Reducing the Effects of Diabetes
Diabetes can present two main categories of problems, in the form of short term ill-effects and longer term harm. Minimizing both areas requires discipline.
Rapid spikes or dips in blood glucose level can result in several unpleasant effects: dizziness, disorientation, muscle weakness, nausea and others. For some diabetics, it’s very difficult to prevent this from happening at some time. But there are practices that can improve the odds.
Monitoring is vital. Pricking your finger three times a day is wearisome, but worth the effort. Some new glucose monitoring devices don’t require painful pricks.
Some contain tiny, powerful lasers that create a hole through which blood oozes. They produce only a mild tingling sensation. One recent device senses glucose level through the skin using an infrared beam, requiring no blood sample at all.

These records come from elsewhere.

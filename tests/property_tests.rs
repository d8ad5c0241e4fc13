//! Property-based tests for swatch.
//!
//! Uses proptest to check invariants that must hold for any input.

use proptest::prelude::*;

use swatch::builtin;
use swatch::prelude::*;
use swatch::space::{hsva_to_rgba, rgba_to_hsva};

// ============================================================================
// Custom Strategies
// ============================================================================

/// Generate arbitrary quantized channels.
fn any_rgba() -> impl Strategy<Value = Rgba> {
    any::<[u8; 4]>().prop_map(Rgba::from)
}

/// Pick one named value from the built-in palette.
fn builtin_value() -> impl Strategy<Value = Rgba> {
    let values: Vec<Rgba> = builtin::dataset().values().map(|(_, v)| v.rgba()).collect();
    prop::sample::select(values)
}

/// Pick one fully opaque value from the built-in palette.
fn opaque_builtin_value() -> impl Strategy<Value = Rgba> {
    let values: Vec<Rgba> = builtin::dataset()
        .values()
        .map(|(_, v)| v.rgba())
        .filter(|rgba| rgba.alpha == u8::MAX)
        .collect();
    prop::sample::select(values)
}

/// Pick one x11 color name.
fn x11_name() -> impl Strategy<Value = String> {
    let ds = builtin::dataset();
    let x11 = SchemeSet::single(ds.find_named_scheme("x11").unwrap_or_default());
    let names: Vec<String> = ds
        .names()
        .filter(|(_, entry)| entry.schemes().intersects(x11))
        .map(|(index, _)| ds.name_str(index).to_string())
        .collect();
    prop::sample::select(names)
}

/// Randomly upper-case letters and sprinkle blanks between them.
fn scramble(name: &str, mask: u64) -> String {
    let mut out = String::new();
    for (i, c) in name.chars().enumerate() {
        let bit = mask.rotate_right(u32::try_from(i % 64).unwrap_or(0)) & 1 == 1;
        if bit {
            out.push(c.to_ascii_uppercase());
            if i > 0 && i % 3 == 0 {
                out.push(' ');
            }
        } else {
            out.push(c);
        }
    }
    out
}

// ============================================================================
// Color Space Properties
// ============================================================================

proptest! {
    #![proptest_config(ProptestConfig::with_cases(1000))]

    /// Converting to HSV and back lands on the same quantized channels.
    #[test]
    fn prop_hsv_round_trip(rgba in any_rgba()) {
        let back = Rgba::from_normalized(hsva_to_rgba(rgba_to_hsva(rgba.normalized())));
        prop_assert_eq!(back, rgba);
    }

    /// HSV output stays in the unit cube.
    #[test]
    fn prop_hsv_in_range(rgba in any_rgba()) {
        for component in rgba.to_hsva() {
            prop_assert!((0.0..=1.0).contains(&component));
        }
    }

    /// Quantization never panics and always clamps.
    #[test]
    fn prop_from_normalized_clamps(channels in prop::array::uniform4(-10.0f64..10.0)) {
        let rgba = Rgba::from_normalized(channels);
        let expected = channels.map(|c| c.clamp(0.0, 1.0));
        for (got, want) in rgba.normalized().iter().zip(expected) {
            prop_assert!((got - want).abs() <= 0.5 / 255.0 + 1e-9);
        }
    }

    /// Packing and unpacking is lossless.
    #[test]
    fn prop_packed_round_trip(rgba in any_rgba()) {
        prop_assert_eq!(Rgba::from_packed(rgba.packed()), rgba);
    }
}

// ============================================================================
// Resolution Properties
// ============================================================================

proptest! {
    #![proptest_config(ProptestConfig::with_cases(500))]

    /// Every built-in value resolves from its own hex form.
    #[test]
    fn prop_hex_resolves_dataset_values(rgba in builtin_value()) {
        let mut session = Session::new();
        session.resolve(&rgba.hex()).unwrap();
        prop_assert_eq!(session.rgba().unwrap(), rgba);
    }

    /// Every opaque built-in value resolves from its six-digit hex form.
    #[test]
    fn prop_rgb_hex_resolves_opaque_values(rgba in opaque_builtin_value()) {
        let mut session = Session::new();
        let text = format!("#{:02x}{:02x}{:02x}", rgba.red, rgba.green, rgba.blue);
        session.resolve(&text).unwrap();
        prop_assert_eq!(session.rgba().unwrap(), rgba);
    }

    /// Name lookup ignores ASCII case and embedded whitespace.
    #[test]
    fn prop_name_folding(name in x11_name(), mask in any::<u64>()) {
        let mut session = Session::builder().schemes("x11").build().unwrap();
        session.resolve(&name).unwrap();
        let plain = session.value();
        session.resolve(&scramble(&name, mask)).unwrap();
        prop_assert_eq!(session.value(), plain);
    }

    /// Resolving a name and asking for it back in the same scheme yields a
    /// name for the same channels.
    #[test]
    fn prop_reverse_lookup_agrees(name in x11_name()) {
        let mut session = Session::builder().schemes("x11").output("x11").build().unwrap();
        session.resolve(&name).unwrap();
        let rgba = session.rgba().unwrap();
        let shown = session.name().unwrap().to_string();
        session.resolve(&shown).unwrap();
        prop_assert_eq!(session.rgba().unwrap(), rgba);
    }

    /// Index resolution never fails on an indexed scheme, whatever the index.
    #[test]
    fn prop_index_is_clipped(index in any::<i64>()) {
        let mut session = Session::builder().schemes("xterm256").build().unwrap();
        prop_assert!(session.resolve_index(index).is_ok());
    }

    /// Arbitrary text never panics the resolver.
    #[test]
    fn prop_resolve_never_panics(text in ".{0,40}") {
        let mut session = Session::builder().schemes("x11 svg ansi16").build().unwrap();
        let _ = session.resolve(&text);
    }
}
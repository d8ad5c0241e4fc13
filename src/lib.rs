//! # swatch
//!
//! Color-name resolution over layered palettes.
//!
//! A [`Dataset`] holds named schemes (`x11`, `svg`, ...) that map names to
//! colors, and indexed schemes (`blues3`, `xterm256`, ...) that map small
//! integers to colors. A [`Session`] resolves user text against the schemes
//! it has activated and can turn the resulting color back into a name in a
//! chosen output scheme.
//!
//! ## Quick Start
//!
//! ```rust
//! use swatch::prelude::*;
//!
//! let mut session = Session::builder()
//!     .schemes("x11")
//!     .output("svg")
//!     .build()
//!     .unwrap();
//!
//! session.resolve("Forest Green").unwrap();
//! assert_eq!(session.rgba().unwrap(), Rgba::opaque(34, 139, 34));
//!
//! session.resolve("#00ff00").unwrap();
//! assert_eq!(session.display().unwrap(), "lime");
//! ```
//!
//! ## Input Forms
//!
//! - `#rrggbbaa` or `#rrggbb` hex,
//! - `h,s,v` or `h s v` with every component in `[0, 1]`,
//! - an integer index into the active indexed scheme (clipped to its range),
//! - a symbolic name, case and whitespace insensitive.
//!
//! ## Core Concepts
//!
//! - **Dataset**: immutable palette tables shared by every session
//! - **Session**: per-caller scheme selections, current value and name cache
//! - **`SchemeSet`**: bitset of active named schemes
//! - **Rgba**: quantized channels, convertible to HSV and CMYK

#![forbid(unsafe_code)]
#![warn(clippy::pedantic)]
#![allow(clippy::module_name_repetitions)]

pub mod builtin;
pub mod cache;
pub mod dataset;
pub mod debug;
pub mod error;
pub mod resolve;
pub mod reverse;
pub mod scheme;
pub mod session;
pub mod space;

/// Re-exports for convenient usage
pub mod prelude {
    pub use crate::cache::CacheStats;
    pub use crate::dataset::{Dataset, DatasetBuilder, ValueRef};
    pub use crate::error::{DatasetError, ResolveError};
    pub use crate::scheme::SchemeSet;
    pub use crate::session::{Session, SessionBuilder};
    pub use crate::space::Rgba;
}

// Re-export key types at crate root
pub use cache::{CacheStats, DEFAULT_CACHE_CAPACITY};
pub use dataset::{Dataset, DatasetBuilder, ValueRef};
pub use error::{DatasetError, ResolveError};
pub use scheme::{MAX_NAMED_SCHEMES, SchemeSet, SchemeState};
pub use session::{Session, SessionBuilder};
pub use space::{CHANNEL_BITS, CHANNEL_MAX, Rgba};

The intent of monitoring is to keep the glucose-insulin balance near normal. In people without diabetes, the fasting blood glucose level is under 99 mg/dL. Eating a big meal may cause the level to rise to above 200 mg/dL, but normal functioning releases enough insulin to bring the level down within a few hours. So a little variation in the glucose reading is normal; keeping the proper balance is the goal.
Part of a long-term glucose monitoring strategy should encompass regular physician visits with a quarterly A1C test. Several tests exist to measure blood glucose level at a given time. The A1C test provides a picture averaged over a period of months. The name comes from HbA1c, an abbreviation for glycated hemoglobin.
Hemoglobin’s role is to carry oxygen from the red blood cells to the tissues. Hemoglobin is glycated when there is extra glucose in the blood. The A1C test can give an average glucose level, because glycated hemoglobin remains.
The effects of diabetes continue over the long-term. In the past, many diabetics would suffer from kidney damage, blindness, nerve damage and ills within a decade or so of the condition’s onset. Luckily this need not occur. Modern medical knowledge enables most diabetics to lead nearly normal lives, with few ill effects.
Much of this management is disciplined exercise and diet. Many diabetics can keep their glucose-insulin balance nearly normal through diet and exercise, without medicine.
This is possible because the lowering of body fat with exercise and diet helps the body maintain a better balance on its own. Body fat affects hormone production and release and it affects how the body responds to glucose levels. There is a definite correlation between body fat and the degree of diabetes, although researchers don’t understand all the factors involved.
One part of the puzzle is role lowering body fat plays in lowering the blood pressure. Chronic hypertension (high blood pressure) is a major contributor to the cardiovascular and nerve problems experienced by some diabetics.
With a well-disciplined self-management routine, a diabetic can achieve a practically normal life. The pain of monitoring the disease is minor compared to the enormous benefits that result from doing so.